Spatial and Temporal Changes in Gene Expression and Blood Flow Recovery after Chronic and Acute Hindlimb Ischemia in the Mouse

Abstract

Background Current mechanistic studies of critical limb ischemia are performed in mouse models of acute hindlimb ischemia that are not clinically relevant to most cases of human chronic critical limb ischemia. To overcome this limitation, we have developed the first mouse model of chronic hindlimb ischemia and compared the spatial and temporal change in gene expression and blood flow recovery to that seen in a model of acute hindlimb ischemia. Methods and Results Chronic hindlimb ischemia was induced by placing ameroid constrictors on the proximal and distal left femoral artery and ligation of the femoral artery branches. Blood perfusion and gene expression levels were measured in the thigh muscle and calf muscle of both models by laser Doppler and Q-RT-PCR. Hypoxia related genes increased significantly in the calf, but not in the thigh. Shear stress related genes and inflammatory genes were upregulated immediately in the thigh after induction of acute, but not chronic ischemia.

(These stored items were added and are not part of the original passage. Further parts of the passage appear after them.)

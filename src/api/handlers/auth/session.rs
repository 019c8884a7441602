//! Session state and logout endpoints.

use axum::{
    Json,
    extract::Extension,
    http::{HeaderMap, HeaderName, HeaderValue, StatusCode, header::SET_COOKIE},
    response::{IntoResponse, Response},
};
use std::sync::Arc;
use tracing::error;

use super::{
    cookies::{CookieMarkerStore, clear_session_cookie, extract_session_token},
    types::SessionResponse,
};
use crate::gate::{Gate, error::GateError, models::AuthState};

const CLEAR_SITE_DATA: HeaderName = HeaderName::from_static("clear-site-data");

#[utoipa::path(
    get,
    path = "/v1/auth/session",
    responses(
        (status = 200, description = "Resolved session state", body = SessionResponse),
        (status = 503, description = "Session could not be looked up; cookies untouched", body = super::types::ErrorResponse)
    ),
    tag = "auth"
)]
pub async fn session(
    headers: HeaderMap,
    gate: Extension<Arc<Gate>>,
) -> Result<Response, GateError> {
    let token = extract_session_token(&headers);
    let mut markers = CookieMarkerStore::from_headers(&headers);

    let state = gate.resolve(token.as_deref(), &mut markers).await?;

    let mut response_headers = HeaderMap::new();
    markers.apply(gate.config(), &mut response_headers);
    if state == AuthState::Unauthenticated && token.is_some() {
        match clear_session_cookie(gate.config()) {
            Ok(cookie) => {
                response_headers.append(SET_COOKIE, cookie);
            }
            Err(err) => error!("Failed to build session cookie: {err}"),
        }
    }

    Ok((
        StatusCode::OK,
        response_headers,
        Json(SessionResponse { state }),
    )
        .into_response())
}

#[utoipa::path(
    post,
    path = "/v1/auth/logout",
    responses(
        (status = 204, description = "Session terminated and cookies cleared")
    ),
    tag = "auth"
)]
pub async fn logout(headers: HeaderMap, gate: Extension<Arc<Gate>>) -> impl IntoResponse {
    let token = extract_session_token(&headers);
    let mut markers = CookieMarkerStore::from_headers(&headers);

    gate.logout(token.as_deref(), &mut markers).await;
    markers.force_clear();

    // Always clear the cookies, even if the session record was missing.
    let mut response_headers = HeaderMap::new();
    markers.apply(gate.config(), &mut response_headers);
    if let Ok(cookie) = clear_session_cookie(gate.config()) {
        response_headers.append(SET_COOKIE, cookie);
    }
    response_headers.insert(CLEAR_SITE_DATA, HeaderValue::from_static("\"cache\""));
    (StatusCode::NO_CONTENT, response_headers)
}
//! Typed records handled by the gate.

use chrono::{DateTime, Duration, Utc};
use serde::{Deserialize, Serialize};
use std::fmt;
use uuid::Uuid;

/// Only role value that grants access to the admin panel.
pub const ADMIN_ROLE: &str = "admin";

/// Number of digits in a one-time code.
pub const CODE_DIGITS: usize = 6;

/// Opaque account identifier issued by the identity provider.
#[derive(Clone, Debug, PartialEq, Eq, Hash, Serialize, Deserialize)]
#[serde(transparent)]
pub struct PrincipalId(pub String);

impl PrincipalId {
    #[must_use]
    pub fn new(id: impl Into<String>) -> Self {
        Self(id.into())
    }

    #[must_use]
    pub fn as_str(&self) -> &str {
        &self.0
    }
}

impl fmt::Display for PrincipalId {
    fn fmt(&self, f: &mut fmt::Formatter<'_>) -> fmt::Result {
        f.write_str(&self.0)
    }
}

/// An authenticated identity as reported by the identity provider.
#[derive(Clone, Debug, PartialEq, Eq, Serialize, Deserialize)]
pub struct Principal {
    pub id: PrincipalId,
    pub email: String,
}

/// Association granting an email the admin role. Read-only for the gate.
#[derive(Clone, Debug, PartialEq, Eq)]
pub struct AdministratorRecord {
    pub email: String,
    pub role: String,
}

impl AdministratorRecord {
    #[must_use]
    pub fn admin(email: &str) -> Self {
        Self {
            email: normalize_email(email),
            role: ADMIN_ROLE.to_string(),
        }
    }

    #[must_use]
    pub fn is_admin(&self) -> bool {
        self.role == ADMIN_ROLE
    }
}

/// Persisted second-factor code.
#[derive(Clone, Debug, PartialEq, Eq)]
pub struct OneTimeCode {
    pub id: Uuid,
    pub owner: PrincipalId,
    pub code: String,
    pub created_at: DateTime<Utc>,
    pub expires_at: DateTime<Utc>,
    pub used: bool,
    pub used_at: Option<DateTime<Utc>>,
}

impl OneTimeCode {
    /// Build a fresh, unused code record valid for `ttl` from `now`.
    /// `None` when the expiry falls outside the representable range.
    #[must_use]
    pub fn new(
        owner: PrincipalId,
        code: String,
        now: DateTime<Utc>,
        ttl: Duration,
    ) -> Option<Self> {
        let expires_at = now.checked_add_signed(ttl)?;
        Some(Self {
            id: Uuid::new_v4(),
            owner,
            code,
            created_at: now,
            expires_at,
            used: false,
            used_at: None,
        })
    }

    /// Expiry is absolute; a code is still valid at exactly `expires_at`.
    #[must_use]
    pub fn is_expired(&self, now: DateTime<Utc>) -> bool {
        self.expires_at < now
    }
}

/// Identity session as seen by the gate. `elevated_at` is set server-side
/// when a one-time code is accepted for this session.
#[derive(Clone, Debug, PartialEq, Eq)]
pub struct LiveSession {
    pub principal: Principal,
    pub elevated_at: Option<DateTime<Utc>>,
}

impl LiveSession {
    #[must_use]
    pub fn new(principal: Principal) -> Self {
        Self {
            principal,
            elevated_at: None,
        }
    }

    /// Same freshness window as the cookie marker, measured from the
    /// server-side elevation.
    #[must_use]
    pub fn is_elevated(&self, now: DateTime<Utc>, timeout: Duration) -> bool {
        self.elevated_at
            .is_some_and(|at| at <= now && now - at <= timeout)
    }
}

/// Client-held evidence that the second factor was satisfied.
#[derive(Clone, Copy, Debug, PartialEq, Eq)]
pub struct ElevatedSessionMarker {
    pub is_admin: bool,
    pub last_login_at: DateTime<Utc>,
}

impl ElevatedSessionMarker {
    #[must_use]
    pub fn elevated(now: DateTime<Utc>) -> Self {
        Self {
            is_admin: true,
            last_login_at: now,
        }
    }

    /// A marker is usable when it claims admin, is not dated in the future and
    /// is no older than `timeout`.
    #[must_use]
    pub fn is_fresh(&self, now: DateTime<Utc>, timeout: Duration) -> bool {
        if !self.is_admin || self.last_login_at > now {
            return false;
        }
        now - self.last_login_at <= timeout
    }
}

/// Outcome of a Session Guard pass.
#[derive(Clone, Copy, Debug, PartialEq, Eq, Serialize, Deserialize)]
#[serde(rename_all = "snake_case")]
pub enum AuthState {
    Unauthenticated,
    AuthenticatedNonAdmin,
    AuthenticatedAdmin,
}

impl AuthState {
    #[must_use]
    pub fn is_admin(self) -> bool {
        self == Self::AuthenticatedAdmin
    }
}

/// Emails are compared trimmed and lowercased everywhere.
#[must_use]
pub fn normalize_email(email: &str) -> String {
    email.trim().to_lowercase()
}

/// True when `code` is exactly six ASCII digits.
#[must_use]
pub fn is_code_shaped(code: &str) -> bool {
    code.len() == CODE_DIGITS && code.bytes().all(|b| b.is_ascii_digit())
}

This is consistent with the less blood flow recovery in chronic versus acute ischemia. Conclusion Spatial and temporal changes of gene expression and blood flow recovery are different in models of acute and chronic limb ischemia. After acute ischemia, up regulation of shear stress and inflammatory genes in the thigh muscle appear to contribute to collateral artery enlargement and may be responsible for the more rapid and complete blood flow recovery after induction of acute versus chronic ischemia. The molecular mechanisms that regulate collateral artery enlargement and blood flow recovery are distinct after chronic and acute ischemia.